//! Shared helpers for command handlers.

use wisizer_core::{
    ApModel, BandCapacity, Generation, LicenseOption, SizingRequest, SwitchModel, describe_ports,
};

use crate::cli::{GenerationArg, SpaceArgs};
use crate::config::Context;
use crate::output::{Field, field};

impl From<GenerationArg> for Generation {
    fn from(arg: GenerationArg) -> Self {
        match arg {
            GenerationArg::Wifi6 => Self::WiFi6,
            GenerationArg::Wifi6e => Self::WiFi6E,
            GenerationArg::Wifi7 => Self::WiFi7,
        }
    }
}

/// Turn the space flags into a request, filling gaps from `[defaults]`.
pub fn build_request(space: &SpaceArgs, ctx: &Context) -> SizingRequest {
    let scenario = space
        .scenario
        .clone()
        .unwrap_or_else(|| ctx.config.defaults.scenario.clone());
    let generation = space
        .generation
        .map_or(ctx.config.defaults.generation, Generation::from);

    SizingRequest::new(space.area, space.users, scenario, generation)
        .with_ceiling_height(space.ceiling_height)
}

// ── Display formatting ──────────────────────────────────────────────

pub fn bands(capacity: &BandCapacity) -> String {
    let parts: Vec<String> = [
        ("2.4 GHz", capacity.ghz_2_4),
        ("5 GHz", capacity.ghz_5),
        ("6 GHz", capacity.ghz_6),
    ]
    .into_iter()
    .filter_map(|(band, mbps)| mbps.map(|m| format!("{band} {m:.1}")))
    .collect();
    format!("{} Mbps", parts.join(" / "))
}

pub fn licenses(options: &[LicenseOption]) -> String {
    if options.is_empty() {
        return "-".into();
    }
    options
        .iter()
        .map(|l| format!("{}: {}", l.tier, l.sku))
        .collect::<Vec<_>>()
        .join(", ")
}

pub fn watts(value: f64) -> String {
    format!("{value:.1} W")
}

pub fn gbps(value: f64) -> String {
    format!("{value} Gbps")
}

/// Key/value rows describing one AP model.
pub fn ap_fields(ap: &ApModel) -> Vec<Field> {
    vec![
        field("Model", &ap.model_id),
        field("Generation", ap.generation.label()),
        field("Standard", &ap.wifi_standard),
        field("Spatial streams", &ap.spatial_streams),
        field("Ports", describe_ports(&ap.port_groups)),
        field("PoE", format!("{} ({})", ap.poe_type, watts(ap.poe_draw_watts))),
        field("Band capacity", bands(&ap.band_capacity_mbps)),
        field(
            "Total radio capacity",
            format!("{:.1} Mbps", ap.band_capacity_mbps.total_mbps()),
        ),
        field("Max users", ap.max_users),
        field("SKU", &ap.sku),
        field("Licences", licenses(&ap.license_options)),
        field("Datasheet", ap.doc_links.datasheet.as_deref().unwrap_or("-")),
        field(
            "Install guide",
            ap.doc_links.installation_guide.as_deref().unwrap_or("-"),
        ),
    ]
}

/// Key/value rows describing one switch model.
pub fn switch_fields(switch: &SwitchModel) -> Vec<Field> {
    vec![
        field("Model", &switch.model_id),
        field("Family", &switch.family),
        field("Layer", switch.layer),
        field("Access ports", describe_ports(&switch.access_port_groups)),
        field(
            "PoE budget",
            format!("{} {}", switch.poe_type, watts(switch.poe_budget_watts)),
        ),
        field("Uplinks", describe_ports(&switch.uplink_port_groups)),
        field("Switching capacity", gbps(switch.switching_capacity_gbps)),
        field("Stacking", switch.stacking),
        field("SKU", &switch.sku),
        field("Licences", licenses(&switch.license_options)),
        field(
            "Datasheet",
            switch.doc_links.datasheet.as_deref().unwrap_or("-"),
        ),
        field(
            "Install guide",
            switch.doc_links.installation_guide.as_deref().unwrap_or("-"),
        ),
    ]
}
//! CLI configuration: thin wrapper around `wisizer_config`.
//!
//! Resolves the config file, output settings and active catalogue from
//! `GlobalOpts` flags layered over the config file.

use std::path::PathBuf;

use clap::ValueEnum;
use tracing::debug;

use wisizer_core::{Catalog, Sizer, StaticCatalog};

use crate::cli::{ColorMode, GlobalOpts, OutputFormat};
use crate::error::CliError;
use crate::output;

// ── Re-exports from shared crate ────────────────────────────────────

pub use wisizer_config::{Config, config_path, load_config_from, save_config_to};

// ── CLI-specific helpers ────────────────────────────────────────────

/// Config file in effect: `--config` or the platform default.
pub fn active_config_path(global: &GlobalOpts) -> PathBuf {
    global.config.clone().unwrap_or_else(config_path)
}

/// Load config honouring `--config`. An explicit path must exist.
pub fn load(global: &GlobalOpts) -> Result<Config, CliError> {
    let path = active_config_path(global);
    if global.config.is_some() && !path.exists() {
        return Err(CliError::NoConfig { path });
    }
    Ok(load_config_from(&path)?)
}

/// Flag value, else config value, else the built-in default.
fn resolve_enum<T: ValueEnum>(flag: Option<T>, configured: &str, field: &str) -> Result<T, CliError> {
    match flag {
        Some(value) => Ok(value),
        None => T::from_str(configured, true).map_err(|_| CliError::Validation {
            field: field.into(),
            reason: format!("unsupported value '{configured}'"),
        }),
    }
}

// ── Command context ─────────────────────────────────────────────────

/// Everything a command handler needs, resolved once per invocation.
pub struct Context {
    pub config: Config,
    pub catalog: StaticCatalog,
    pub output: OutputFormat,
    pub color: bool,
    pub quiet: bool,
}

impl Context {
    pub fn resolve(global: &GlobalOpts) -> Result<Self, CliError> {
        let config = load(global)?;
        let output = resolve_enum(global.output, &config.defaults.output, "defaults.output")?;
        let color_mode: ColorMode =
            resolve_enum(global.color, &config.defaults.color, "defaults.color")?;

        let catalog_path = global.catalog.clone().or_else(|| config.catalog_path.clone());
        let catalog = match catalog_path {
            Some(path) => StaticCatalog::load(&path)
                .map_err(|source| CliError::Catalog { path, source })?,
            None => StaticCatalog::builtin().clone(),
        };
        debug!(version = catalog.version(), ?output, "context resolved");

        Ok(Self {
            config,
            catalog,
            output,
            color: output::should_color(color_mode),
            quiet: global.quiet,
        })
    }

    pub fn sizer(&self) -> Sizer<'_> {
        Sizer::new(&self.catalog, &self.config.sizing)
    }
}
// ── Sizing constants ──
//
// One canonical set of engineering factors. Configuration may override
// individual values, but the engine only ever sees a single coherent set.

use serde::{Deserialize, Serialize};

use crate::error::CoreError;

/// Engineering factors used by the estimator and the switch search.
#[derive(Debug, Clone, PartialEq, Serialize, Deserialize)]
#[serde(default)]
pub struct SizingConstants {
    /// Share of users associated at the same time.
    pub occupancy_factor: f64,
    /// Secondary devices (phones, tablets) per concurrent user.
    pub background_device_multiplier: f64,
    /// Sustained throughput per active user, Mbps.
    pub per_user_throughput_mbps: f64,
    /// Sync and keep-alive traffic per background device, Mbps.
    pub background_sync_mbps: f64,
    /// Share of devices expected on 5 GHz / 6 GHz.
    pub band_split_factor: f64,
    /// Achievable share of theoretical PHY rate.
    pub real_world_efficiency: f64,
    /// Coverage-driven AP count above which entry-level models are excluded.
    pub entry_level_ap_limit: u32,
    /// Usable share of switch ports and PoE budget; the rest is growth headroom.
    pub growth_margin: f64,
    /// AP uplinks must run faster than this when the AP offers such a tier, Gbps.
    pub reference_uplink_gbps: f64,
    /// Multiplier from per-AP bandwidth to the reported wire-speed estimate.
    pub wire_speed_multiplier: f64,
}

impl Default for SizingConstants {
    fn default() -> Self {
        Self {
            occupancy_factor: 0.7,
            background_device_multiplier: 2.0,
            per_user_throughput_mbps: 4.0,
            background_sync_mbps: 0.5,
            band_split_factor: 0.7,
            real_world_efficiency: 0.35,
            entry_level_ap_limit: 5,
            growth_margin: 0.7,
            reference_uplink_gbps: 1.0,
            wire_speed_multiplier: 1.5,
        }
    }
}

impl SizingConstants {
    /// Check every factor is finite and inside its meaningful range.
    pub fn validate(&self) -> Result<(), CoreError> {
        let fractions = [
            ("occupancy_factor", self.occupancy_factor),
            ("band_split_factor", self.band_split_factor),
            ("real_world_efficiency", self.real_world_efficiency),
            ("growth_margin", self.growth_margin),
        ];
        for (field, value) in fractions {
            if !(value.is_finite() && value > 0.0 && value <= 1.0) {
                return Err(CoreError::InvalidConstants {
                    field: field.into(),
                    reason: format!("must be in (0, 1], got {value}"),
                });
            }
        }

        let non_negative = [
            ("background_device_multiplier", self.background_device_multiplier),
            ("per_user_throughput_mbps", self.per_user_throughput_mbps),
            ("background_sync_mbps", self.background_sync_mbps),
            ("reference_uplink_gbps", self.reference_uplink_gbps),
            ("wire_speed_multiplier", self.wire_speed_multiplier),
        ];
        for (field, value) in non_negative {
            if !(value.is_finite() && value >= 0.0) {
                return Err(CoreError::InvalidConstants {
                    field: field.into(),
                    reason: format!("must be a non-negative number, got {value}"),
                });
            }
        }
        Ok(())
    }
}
------
## WHAT YOU WILL DO
Give the tally of lines in the listing above that contain the string "BandCapacity", with nothing besides it.

## ANSWER FOR THIS EXERCISE
2